### BRIEF
Look through the listing below and count the lines holding "without". Reply with the number alone.
BEGIN DATA UNDER STUDY
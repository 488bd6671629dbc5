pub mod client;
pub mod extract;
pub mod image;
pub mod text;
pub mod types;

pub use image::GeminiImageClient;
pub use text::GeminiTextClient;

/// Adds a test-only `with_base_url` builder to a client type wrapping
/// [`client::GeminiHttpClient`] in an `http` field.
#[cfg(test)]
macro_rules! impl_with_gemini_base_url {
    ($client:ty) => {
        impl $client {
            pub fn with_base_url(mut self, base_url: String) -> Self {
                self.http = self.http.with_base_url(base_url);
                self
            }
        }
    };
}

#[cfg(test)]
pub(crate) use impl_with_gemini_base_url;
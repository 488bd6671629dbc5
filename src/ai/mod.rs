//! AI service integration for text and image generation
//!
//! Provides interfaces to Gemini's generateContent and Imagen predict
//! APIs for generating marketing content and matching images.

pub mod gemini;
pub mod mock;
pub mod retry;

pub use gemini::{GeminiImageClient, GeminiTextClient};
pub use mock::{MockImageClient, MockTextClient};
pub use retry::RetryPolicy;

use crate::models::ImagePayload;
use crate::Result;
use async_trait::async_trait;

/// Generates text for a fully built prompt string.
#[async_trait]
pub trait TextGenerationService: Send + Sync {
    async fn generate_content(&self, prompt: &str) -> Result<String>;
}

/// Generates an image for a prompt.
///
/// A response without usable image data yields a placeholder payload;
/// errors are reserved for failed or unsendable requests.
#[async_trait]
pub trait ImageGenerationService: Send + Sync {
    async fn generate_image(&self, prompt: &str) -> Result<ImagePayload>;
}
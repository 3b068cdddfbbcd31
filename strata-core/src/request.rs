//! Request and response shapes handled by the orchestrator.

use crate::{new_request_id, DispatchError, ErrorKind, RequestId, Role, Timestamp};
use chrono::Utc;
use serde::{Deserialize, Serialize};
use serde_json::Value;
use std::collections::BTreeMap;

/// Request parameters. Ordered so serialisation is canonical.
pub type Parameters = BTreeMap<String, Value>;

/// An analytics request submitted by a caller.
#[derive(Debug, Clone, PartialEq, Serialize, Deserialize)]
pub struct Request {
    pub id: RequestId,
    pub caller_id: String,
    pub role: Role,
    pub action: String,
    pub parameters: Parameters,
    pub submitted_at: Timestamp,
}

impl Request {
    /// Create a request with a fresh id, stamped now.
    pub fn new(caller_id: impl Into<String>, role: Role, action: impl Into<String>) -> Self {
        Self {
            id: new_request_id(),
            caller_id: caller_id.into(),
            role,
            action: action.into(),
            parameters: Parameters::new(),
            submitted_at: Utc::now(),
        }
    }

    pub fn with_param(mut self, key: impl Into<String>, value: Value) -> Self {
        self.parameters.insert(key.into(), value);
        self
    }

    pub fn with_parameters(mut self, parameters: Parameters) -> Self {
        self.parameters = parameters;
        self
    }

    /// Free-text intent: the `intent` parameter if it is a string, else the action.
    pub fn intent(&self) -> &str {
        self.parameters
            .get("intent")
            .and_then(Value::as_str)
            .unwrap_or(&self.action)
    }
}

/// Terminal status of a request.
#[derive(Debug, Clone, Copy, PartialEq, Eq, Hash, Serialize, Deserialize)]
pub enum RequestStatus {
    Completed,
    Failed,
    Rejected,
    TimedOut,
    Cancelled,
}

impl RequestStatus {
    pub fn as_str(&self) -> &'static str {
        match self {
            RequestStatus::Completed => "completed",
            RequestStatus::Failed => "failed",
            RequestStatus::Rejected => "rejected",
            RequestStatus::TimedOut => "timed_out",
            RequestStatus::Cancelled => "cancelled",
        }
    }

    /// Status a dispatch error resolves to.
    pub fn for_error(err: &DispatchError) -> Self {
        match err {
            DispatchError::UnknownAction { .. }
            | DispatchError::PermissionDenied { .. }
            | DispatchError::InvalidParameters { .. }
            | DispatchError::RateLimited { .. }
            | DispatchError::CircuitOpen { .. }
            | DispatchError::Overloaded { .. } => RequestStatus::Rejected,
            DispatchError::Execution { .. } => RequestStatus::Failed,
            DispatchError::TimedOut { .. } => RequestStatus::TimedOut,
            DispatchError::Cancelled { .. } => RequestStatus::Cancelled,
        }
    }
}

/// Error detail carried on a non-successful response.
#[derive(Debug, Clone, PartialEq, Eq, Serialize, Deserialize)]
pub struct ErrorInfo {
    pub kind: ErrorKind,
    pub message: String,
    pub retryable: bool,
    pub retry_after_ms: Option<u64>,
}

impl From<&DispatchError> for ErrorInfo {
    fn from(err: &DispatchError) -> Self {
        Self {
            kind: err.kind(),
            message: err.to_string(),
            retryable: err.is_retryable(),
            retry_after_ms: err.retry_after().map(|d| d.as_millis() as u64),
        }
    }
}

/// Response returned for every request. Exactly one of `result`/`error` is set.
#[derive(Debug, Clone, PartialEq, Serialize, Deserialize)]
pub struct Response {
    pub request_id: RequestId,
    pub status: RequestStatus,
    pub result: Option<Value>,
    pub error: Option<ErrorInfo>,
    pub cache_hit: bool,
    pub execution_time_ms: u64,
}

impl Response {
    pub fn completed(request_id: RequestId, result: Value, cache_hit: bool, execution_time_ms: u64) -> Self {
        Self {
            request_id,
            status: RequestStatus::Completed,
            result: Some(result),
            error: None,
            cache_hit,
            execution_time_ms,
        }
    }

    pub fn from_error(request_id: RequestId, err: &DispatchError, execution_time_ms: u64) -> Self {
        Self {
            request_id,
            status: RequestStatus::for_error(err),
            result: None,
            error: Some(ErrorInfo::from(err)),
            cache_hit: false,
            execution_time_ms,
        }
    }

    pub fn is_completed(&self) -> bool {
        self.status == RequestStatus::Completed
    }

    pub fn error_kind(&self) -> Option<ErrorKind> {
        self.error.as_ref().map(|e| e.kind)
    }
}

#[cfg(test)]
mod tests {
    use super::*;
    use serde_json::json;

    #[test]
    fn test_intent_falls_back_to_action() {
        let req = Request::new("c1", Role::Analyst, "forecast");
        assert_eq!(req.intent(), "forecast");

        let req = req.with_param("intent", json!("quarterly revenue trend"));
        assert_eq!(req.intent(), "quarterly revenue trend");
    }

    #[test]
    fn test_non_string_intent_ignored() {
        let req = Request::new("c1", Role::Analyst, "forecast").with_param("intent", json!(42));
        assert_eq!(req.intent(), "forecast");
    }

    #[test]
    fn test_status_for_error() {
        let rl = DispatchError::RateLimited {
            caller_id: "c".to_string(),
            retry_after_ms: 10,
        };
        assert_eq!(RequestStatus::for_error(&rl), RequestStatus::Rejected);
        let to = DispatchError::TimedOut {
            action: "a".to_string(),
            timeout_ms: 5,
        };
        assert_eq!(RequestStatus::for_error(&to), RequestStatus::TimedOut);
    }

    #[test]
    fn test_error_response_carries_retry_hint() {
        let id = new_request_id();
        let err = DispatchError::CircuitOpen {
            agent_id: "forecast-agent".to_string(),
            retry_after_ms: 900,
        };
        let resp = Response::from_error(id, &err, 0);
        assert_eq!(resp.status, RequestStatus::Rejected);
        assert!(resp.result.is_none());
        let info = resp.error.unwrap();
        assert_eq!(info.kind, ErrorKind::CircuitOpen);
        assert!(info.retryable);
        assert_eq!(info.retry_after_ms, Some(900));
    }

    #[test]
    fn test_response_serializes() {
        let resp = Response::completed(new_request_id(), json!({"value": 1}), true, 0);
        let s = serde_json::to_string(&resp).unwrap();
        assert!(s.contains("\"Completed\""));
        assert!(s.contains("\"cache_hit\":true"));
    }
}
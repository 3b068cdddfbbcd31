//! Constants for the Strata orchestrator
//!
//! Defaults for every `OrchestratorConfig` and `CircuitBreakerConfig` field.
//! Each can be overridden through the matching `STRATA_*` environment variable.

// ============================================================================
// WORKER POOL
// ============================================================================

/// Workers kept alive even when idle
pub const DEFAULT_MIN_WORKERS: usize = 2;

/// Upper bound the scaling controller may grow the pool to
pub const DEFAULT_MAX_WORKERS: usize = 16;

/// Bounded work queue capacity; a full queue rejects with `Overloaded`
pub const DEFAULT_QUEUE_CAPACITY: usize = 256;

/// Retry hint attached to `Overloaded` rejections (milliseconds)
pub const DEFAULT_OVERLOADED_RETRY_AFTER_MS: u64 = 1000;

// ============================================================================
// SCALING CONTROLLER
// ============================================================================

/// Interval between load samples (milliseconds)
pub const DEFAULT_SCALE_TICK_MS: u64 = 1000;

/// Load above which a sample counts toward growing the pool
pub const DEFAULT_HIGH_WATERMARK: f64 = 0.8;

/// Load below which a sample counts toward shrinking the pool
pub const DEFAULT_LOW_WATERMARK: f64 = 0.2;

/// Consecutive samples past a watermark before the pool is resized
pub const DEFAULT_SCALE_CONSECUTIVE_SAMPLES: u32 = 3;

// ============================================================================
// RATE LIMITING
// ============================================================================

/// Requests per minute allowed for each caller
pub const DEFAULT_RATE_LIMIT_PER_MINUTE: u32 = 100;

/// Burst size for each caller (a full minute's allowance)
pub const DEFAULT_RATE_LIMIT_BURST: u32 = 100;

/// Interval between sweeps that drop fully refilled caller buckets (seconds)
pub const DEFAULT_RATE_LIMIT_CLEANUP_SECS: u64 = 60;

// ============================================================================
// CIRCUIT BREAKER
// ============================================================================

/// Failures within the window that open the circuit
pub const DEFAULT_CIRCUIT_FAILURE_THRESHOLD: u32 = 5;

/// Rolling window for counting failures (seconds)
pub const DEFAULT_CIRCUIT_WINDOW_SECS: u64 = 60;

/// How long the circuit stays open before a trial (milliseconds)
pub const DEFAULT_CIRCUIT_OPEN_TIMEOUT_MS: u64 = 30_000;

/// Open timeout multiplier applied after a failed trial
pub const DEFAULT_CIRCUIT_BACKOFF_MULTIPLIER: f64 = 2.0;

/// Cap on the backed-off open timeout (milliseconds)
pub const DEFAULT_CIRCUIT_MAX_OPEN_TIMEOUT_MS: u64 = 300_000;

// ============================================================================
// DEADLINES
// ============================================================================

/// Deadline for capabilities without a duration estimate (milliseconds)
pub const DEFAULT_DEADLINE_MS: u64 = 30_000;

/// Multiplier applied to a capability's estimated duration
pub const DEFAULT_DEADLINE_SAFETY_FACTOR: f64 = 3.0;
END DATA UNDER STUDY
### PROBLEM SOLUTION
2